The consensus of the conference was that hate crimes are drastically under-reported. The FBI generates reports on both numbers and types of hate crimes from participating local law enforcement agencies nationwide. However, of the 14,422 agencies in the program in 2009, only 15 percent reported any kind of hate crime at all. This percentage misrepresents the amount of hate crime that transpires countrywide.
With regards to anti-Muslim incidents, there were 107 incidents in 2009, which was a minor increase from the 105 incidents reported in 2008. Evidence suggests that many anti-Islamic hate crimes go undocumented, whether due to the underreporting of incidents by the victims or the under-recording by law enforcement officials. The statistics for 2010 are expected to show large increases in anti-Muslim hate crimes due to rising Islamophobia stemming from high profile campaigns by popular anti-Islam hate figures such as Robert Spencer and Pamela Gellar. In particular, the controversy surrounding the Park51 Islamic Center near Ground Zero created a large amount of hateful fervor.
Vodak sat on a panel alongside two gay rights activists, Candice Hart from Illinois Gender Advocates and Lisa Gilmore from the Center on Halsted, as well as Matt Nosanchuk from the Department of Justice Civil Rights Division of the US Attorney General’s Office.

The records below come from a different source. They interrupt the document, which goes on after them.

use std::time::Duration;

use serde::{Deserialize, Serialize};

use crate::error::{Result, StoreError};
use crate::realtime::RealtimeClient;
use crate::rest::RestStore;

/// Connection settings for the hosted store
#[derive(Debug, Clone, Default, Serialize, Deserialize)]
pub struct StoreConfig {
    #[serde(default)]
    pub url: Option<String>,
    #[serde(default)]
    pub anon_key: Option<String>,
    /// Signed-in user's token; the anon key is used as bearer without it
    #[serde(default)]
    pub access_token: Option<String>,
    #[serde(default = "default_heartbeat_secs")]
    pub heartbeat_secs: u64,
}

fn default_heartbeat_secs() -> u64 {
    30
}

impl StoreConfig {
    pub fn new(url: impl Into<String>, anon_key: impl Into<String>) -> Self {
        Self {
            url: Some(url.into()),
            anon_key: Some(anon_key.into()),
            access_token: None,
            heartbeat_secs: default_heartbeat_secs(),
        }
    }

    /// Both endpoint and key present and non-blank
    pub fn is_configured(&self) -> bool {
        let present = |v: &Option<String>| v.as_deref().is_some_and(|s| !s.trim().is_empty());
        present(&self.url) && present(&self.anon_key)
    }
}

pub struct StoreBuilder {
    url: Option<String>,
    anon_key: Option<String>,
    access_token: Option<String>,
    heartbeat: Duration,
}

impl StoreBuilder {
    pub fn new() -> Self {
        Self {
            url: None,
            anon_key: None,
            access_token: None,
            heartbeat: Duration::from_secs(default_heartbeat_secs()),
        }
    }

    pub fn from_config(config: &StoreConfig) -> Self {
        let mut builder = Self::new().heartbeat(Duration::from_secs(config.heartbeat_secs.max(1)));
        builder.url = config.url.clone();
        builder.anon_key = config.anon_key.clone();
        builder.access_token = config.access_token.clone();
        builder
    }

    pub fn url(mut self, url: impl Into<String>) -> Self {
        self.url = Some(url.into());
        self
    }

    pub fn anon_key(mut self, key: impl Into<String>) -> Self {
        self.anon_key = Some(key.into());
        self
    }

    pub fn access_token(mut self, token: impl Into<String>) -> Self {
        self.access_token = Some(token.into());
        self
    }

    pub fn heartbeat(mut self, interval: Duration) -> Self {
        self.heartbeat = interval;
        self
    }

    pub fn build(self) -> Result<RestStore> {
        let url = self
            .url
            .filter(|u| !u.trim().is_empty())
            .ok_or_else(|| StoreError::Unavailable("store URL is required".to_string()))?;
        let anon_key = self
            .anon_key
            .filter(|k| !k.trim().is_empty())
            .ok_or_else(|| StoreError::Unavailable("store key is required".to_string()))?;
        let token = self.access_token.filter(|t| !t.trim().is_empty());

        let mut realtime = RealtimeClient::new(&url, &anon_key)?.with_heartbeat(self.heartbeat);
        if let Some(token) = &token {
            realtime = realtime.with_access_token(token.clone());
        }

        tracing::info!("Store client configured for {}", url);
        Ok(RestStore::new(url, &anon_key, token.as_deref())?.with_realtime(realtime))
    }
}

impl Default for StoreBuilder {
    fn default() -> Self {
        Self::new()
    }
}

Vodak explained the story of Amal Abusumayah, a victim of a hate crime in Tinley Park in November 2009, as an example of how to effectively prosecute perpetrators of hate crimes. Abusumayah was shopping at a Jewel grocery store when Valerie Kenney, 54-year old banker, shouted derogatory remarks about Muslims, in reference to the recent Fort Hood shooting, before later trying to pull off Abusumayah’s headscarf. Initially Abusumayah was reluctant to press charges, “I just wanted to forget about the whole thing,” she had explained. “These things are quite common. I thought telling the police was enough.”
Upon later reflection she felt that women don’t report these crimes because they see no point and would rather let the incident slide. She then decided to press charges to send a message that actions such as those of Kenney are completely unacceptable. CAIR-Chicago advocated on behalf of Abusumayah and generated media coverage of the incident in order for her message to reach the general public.
On January 5, 2010, Kenney was charged with battery and aspects of the Hate Crimes Law sentencing guidelines were incorporated into her sentence. She was sentenced to 2-years probation, 200 hours of community service and a $2,500 fine. Furthermore, she apologized in court to Abusumayah, her family and the Muslim community.
The prosecution of Kenney is a strong example of how hate crimes should be prosecuted in order to educate against ignorance and challenge Islamophobia. Vodak hopes his suggestions to the law enforcement officials in attendance will be taken into consideration and used as a framework for action in both Illinois and nationwide.